Cameron students discussed issues relevant to today’s society at the second annual Ethics Bowl from 1-5 p.m. on Oct. 31 in Cynthia S. Ross Hall.

The Cameron Forensics team of Nicholas Pasternak, Danny McQuarters and Jonathon Good received first place. Wonder Women of Savannah Price, Steven Haber and Amber Smith received second place, and Cameron Forensics of Olivia Polynice, Samai “Rose” Bataa and Michelle Polynice received third place. Place holders received trophies and gift certificates, ranging from $100 to $500, to Follett Books.

Welcoming all students of all majors, the Ethics Bowl featured 24 Lawton community leaders who served as judges of the eight teams. The judges graded the teams on their analyses of the ethics of six different cases provided by the National Ethics Association.

First place winner Danny McQuarters, a junior with a double-major in political science and public relations, said it was fun to voice his opinion about the various cases.

“…in debate,” he said, “it’s usually really argumentative, and I noticed in these rounds it’s very different. We got to actually agree with the other side that we were competing with, so I mean, that was good to actually communicate about a specific issue rather than just debate you’re wrong; I’m right.”
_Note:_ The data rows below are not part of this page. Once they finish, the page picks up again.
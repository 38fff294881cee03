//
// Copyright 2024-2025 Digium, Inc.
// SPDX-License-Identifier: MIT
//

//! Tests for incoming calls

// Requires the 'sim' feature

mod common;

use std::sync::atomic::Ordering;

use serde_json::json;

use common::{signal_from, TestContext};
use respoke::core::call_state::State;
use respoke::sim::sim_platform::SimPlatform;

fn offer_payload(session_id: &str) -> serde_json::Value {
    signal_from(
        "alice",
        "alice-conn-1",
        session_id,
        json!({ "signalType": "offer", "sdp": "v=0 remote-offer" }),
    )
}

fn incoming_call(
    context: &TestContext,
    session_id: &str,
) -> respoke::core::call::Call<SimPlatform> {
    context.deliver_signal(offer_payload(session_id));
    context
        .with_platform(|platform| platform.call(session_id))
        .expect("offer should create a call")
}

#[test]
fn callee_happy_path() {
    let context = TestContext::connected();
    let call = incoming_call(&context, "sess-in-1");

    // The first offer parked the call in preparing, waiting on the
    // application.
    assert_eq!(call.state(), State::Preparing);
    assert!(!call.direction().is_caller());
    assert_eq!(call.remote_connection_id().as_deref(), Some("alice-conn-1"));

    call.answer().unwrap();
    call.approve().unwrap();
    call.received_local_media().unwrap();
    call.approve().unwrap();
    assert_eq!(call.state(), State::Connecting);

    // Our answer went to the caller's device.
    let answers = context.signals_of_type("answer");
    assert_eq!(answers.len(), 1);
    let answer_frame = &context.transport.frames_for("/v1/signaling")[0];
    assert_eq!(
        answer_frame.data.as_ref().unwrap()["toConnection"],
        "alice-conn-1"
    );

    call.received_remote_media().unwrap();
    assert_eq!(call.state(), State::Connected);

    // The callee announces the established call.
    assert_eq!(context.signals_of_type("connected").len(), 1);

    context.with_platform(|platform| {
        assert_eq!(
            platform.state_entries("sess-in-1"),
            vec![
                State::Preparing,
                State::ApprovingDeviceAccess,
                State::ApprovingContent,
                State::Connecting,
                State::Connected,
            ]
        );
    });
}

#[test]
fn offer_with_nobody_listening_terminates() {
    let context = TestContext::connected();
    context.with_platform_mut(|platform| platform.set_listening(false));

    context.deliver_signal(offer_payload("sess-unwanted"));

    context.with_platform(|platform| {
        assert_eq!(platform.call_count(), 0);
        assert_eq!(platform.concluded(), vec!["sess-unwanted".to_string()]);
    });
    // The caller finds out via a bye.
    assert_eq!(context.signals_of_type("bye").len(), 1);
}

#[test]
fn candidates_before_answer_are_buffered() {
    let context = TestContext::connected();
    let call = incoming_call(&context, "sess-in-2");

    context.deliver_signal(signal_from(
        "alice",
        "alice-conn-1",
        "sess-in-2",
        json!({
            "signalType": "iceCandidates",
            "candidates": [
                { "candidate": "candidate:0 1 UDP 1 10.0.0.1 1000 typ host", "sdpMLineIndex": 0 },
                { "candidate": "candidate:1 1 UDP 2 10.0.0.2 1001 typ host", "sdpMLineIndex": 0 },
            ],
        }),
    ));

    // No peer connection yet; nothing was applied.
    context.with_platform(|platform| {
        assert_eq!(platform.pc_stats().remote_candidates.load(Ordering::SeqCst), 0);
    });

    call.answer().unwrap();
    call.approve().unwrap();
    call.received_local_media().unwrap();
    call.approve().unwrap();

    // Reaching connecting created the peer connection and flushed the
    // buffer in arrival order.
    context.with_platform(|platform| {
        assert_eq!(platform.pc_stats().remote_candidates.load(Ordering::SeqCst), 2);
    });

    // Late candidates go straight through now.
    context.deliver_signal(signal_from(
        "alice",
        "alice-conn-1",
        "sess-in-2",
        json!({
            "signalType": "iceCandidates",
            "candidates": [
                { "candidate": "candidate:2 1 UDP 3 10.0.0.3 1002 typ host", "sdpMLineIndex": 0 },
            ],
        }),
    ));
    context.with_platform(|platform| {
        assert_eq!(platform.pc_stats().remote_candidates.load(Ordering::SeqCst), 3);
    });
}

#[test]
fn non_offer_for_unknown_session_is_dropped() {
    let context = TestContext::connected();

    context.deliver_signal(signal_from(
        "alice",
        "alice-conn-1",
        "sess-never-seen",
        json!({ "signalType": "bye" }),
    ));
    context.deliver_signal(signal_from(
        "alice",
        "alice-conn-1",
        "sess-never-seen",
        json!({ "signalType": "answer", "sdp": "v=0" }),
    ));

    context.with_platform(|platform| {
        assert_eq!(platform.call_count(), 0);
        assert!(platform.concluded().is_empty());
    });
}

#[test]
fn malformed_signals_are_dropped_quietly() {
    let context = TestContext::connected();

    // Missing target.
    context.deliver_signal(json!({
        "signalId": "sig-x",
        "sessionId": "sess-x",
        "signalType": "offer",
        "fromEndpoint": "alice",
        "fromConnection": "alice-conn-1",
        "sdp": "v=0",
    }));
    // Unknown signal type.
    context.deliver_signal(signal_from(
        "alice",
        "alice-conn-1",
        "sess-x",
        json!({ "signalType": "teleport" }),
    ));
    // Ack is recognised and dropped without a call.
    context.deliver_signal(signal_from(
        "alice",
        "alice-conn-1",
        "sess-x",
        json!({ "signalType": "ack" }),
    ));

    context.with_platform(|platform| {
        assert_eq!(platform.call_count(), 0);
    });
}

#[test]
fn remote_modify_waits_for_local_verdict() {
    let context = TestContext::connected();
    let call = incoming_call(&context, "sess-in-3");
    call.answer().unwrap();
    call.approve().unwrap();
    call.received_local_media().unwrap();
    call.approve().unwrap();
    call.received_remote_media().unwrap();
    assert_eq!(call.state(), State::Connected);
    context.transport.clear_frames();

    // The remote side asks to renegotiate; nothing moves until the
    // application decides.
    context.deliver_signal(signal_from(
        "alice",
        "alice-conn-1",
        "sess-in-3",
        json!({ "signalType": "modify", "action": "initiate" }),
    ));
    assert_eq!(call.state(), State::Connected);

    call.accept_modify().unwrap();
    assert_eq!(call.state(), State::Preparing);
    assert!(call.is_modifying());

    let modifies = context.signals_of_type("modify");
    assert_eq!(modifies.len(), 1);
    assert_eq!(modifies[0]["action"], "accept");
}

#[test]
fn incoming_direct_connection_reuses_one_call_per_endpoint() {
    let context = TestContext::connected();

    let mut payload = offer_payload("sess-dc-1");
    payload["target"] = json!("directConnection");
    context.deliver_signal(payload.clone());

    let first = context
        .with_platform(|platform| platform.call("sess-dc-1"))
        .expect("direct connection call");
    assert_eq!(first.state(), State::Preparing);

    // The same offer again reuses the call instead of forking a twin.
    context.deliver_signal(payload);
    context.with_platform(|platform| {
        assert_eq!(platform.call_count(), 1);
    });

    // A new session from the same endpoint replaces it.
    let mut replacement = offer_payload("sess-dc-2");
    replacement["target"] = json!("directConnection");
    context.deliver_signal(replacement);
    context.with_platform(|platform| {
        assert_eq!(platform.call_count(), 1);
        assert!(platform.call("sess-dc-2").is_some());
    });
}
McQuarters said a couple of the cases addressed whether people should “limit others’ liberties in order to protect child safety,” and his favorite was the “Smokin’ Ride” case.“‘Should a parent be allowed to smoke in a car with a child?’” McQuarters said, “…We disagree with that; we said, ‘No they shouldn’t be allowed…”Dr. Sylvia Burgess, Associate Vice President for Academic Affairs, said the Ethics Bowl teaches students to think critically.

“It’s not a debate…,” Burgess said. “They’re goal is to outline the ethical issues and talk about the pros and cons and talk about the ethical background, and they can point out famous philosophers and their perspectives…they can point out the authority that is out there.”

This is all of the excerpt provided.